Suppose $G$ is a group and $H$ is a subgroup of $G$. Let's call $T \subset G$ a left/right transversal of $H$ iff it is a system of representatives of left/right cosets of $H$ respectively. Let's call $T$ a double transversal of $H$ iff it is both left and right transversal of $H$ simultaneously. Does a double transversal exist for every subgroup $H$ of $G$?
In case when $H$ is finite, a double transversal for $H$ can be built the following way:
Suppose $g \in G$ is an arbitrary element. Then the double coset $HgH$ can be represented as union of the right and left cosets from the collections $R = \{Hgh' | h' \in H\}$ and $L = \{hgH | h \in H\}$ respectively. Note, that because $\bigcup R = HgH = \bigcup L$, we have $|L| = \frac{|HgH|}{|H|} = |R| = t$. Suppose, $R = \{Hgh_i'\}_{i=1}^t$ and $L = \{h_igH\}_{i=1}^t$ Then $h_igh_i' \in Hgh_i \cap h_igH$. That means, that $\{h_igh_i'\}_{i=1}^t$ is both a system of representatives from $R$ and a system of representatoives from $L$.

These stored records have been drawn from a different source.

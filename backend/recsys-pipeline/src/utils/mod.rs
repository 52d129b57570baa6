// Utility functions for recsys-pipeline

use std::cmp::Ordering;

pub const MS_PER_DAY: i64 = 24 * 3600 * 1000;

pub fn days_to_ms(days: u32) -> i64 {
    i64::from(days) * MS_PER_DAY
}

/// Half-life decay: `0.5^(delta / half_life)`, with negative deltas clamped to zero.
///
/// Result is in (0, 1] for any finite delta that does not underflow.
pub fn decay_weight(delta_ms: i64, half_life_ms: i64) -> f64 {
    let delta = delta_ms.max(0) as f64;
    0.5_f64.powf(delta / half_life_ms as f64)
}

/// Floor of the midpoint of two timestamps, without overflow.
pub fn midpoint(a: i64, b: i64) -> i64 {
    let (lo, hi) = if a <= b { (a, b) } else { (b, a) };
    lo + (hi - lo) / 2
}

/// Score descending, then id ascending. Total order, so sorts are reproducible.
pub fn by_score_desc_then_id(a_score: f64, a_id: u64, b_score: f64, b_id: u64) -> Ordering {
    b_score.total_cmp(&a_score).then_with(|| a_id.cmp(&b_id))
}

Since double cosets partition $G$, we can repeat the process for all double cosets to form the double transversal we were trying to build.
That case is easily generalised to the one when $H$ contains a finite index subgroup $N$, which is normal in $G$, by applying the previous result to quotients. However, I have no idea what to do in case when $H$ has no such subgroup.
Best Answer
I think the subgroup $\langle a \rangle$ of the Baumslag-Solitar group $${\rm BS}(1,2) = \langle a,b \mid b^{-1}ab = a^2 \rangle$$ is a counterexample.
In this group, the left coset $bH$ is the disjoint union of two right cosets $Hb \cup Hba$, with elements $ba^{2k}$ in $Hb$ and elements $ba^{2k+1}$ in $Hba$.
But a common left and right transversal would have to contain elements from $Hb$ and $Hba$ and so it would contain two elements from $bH$.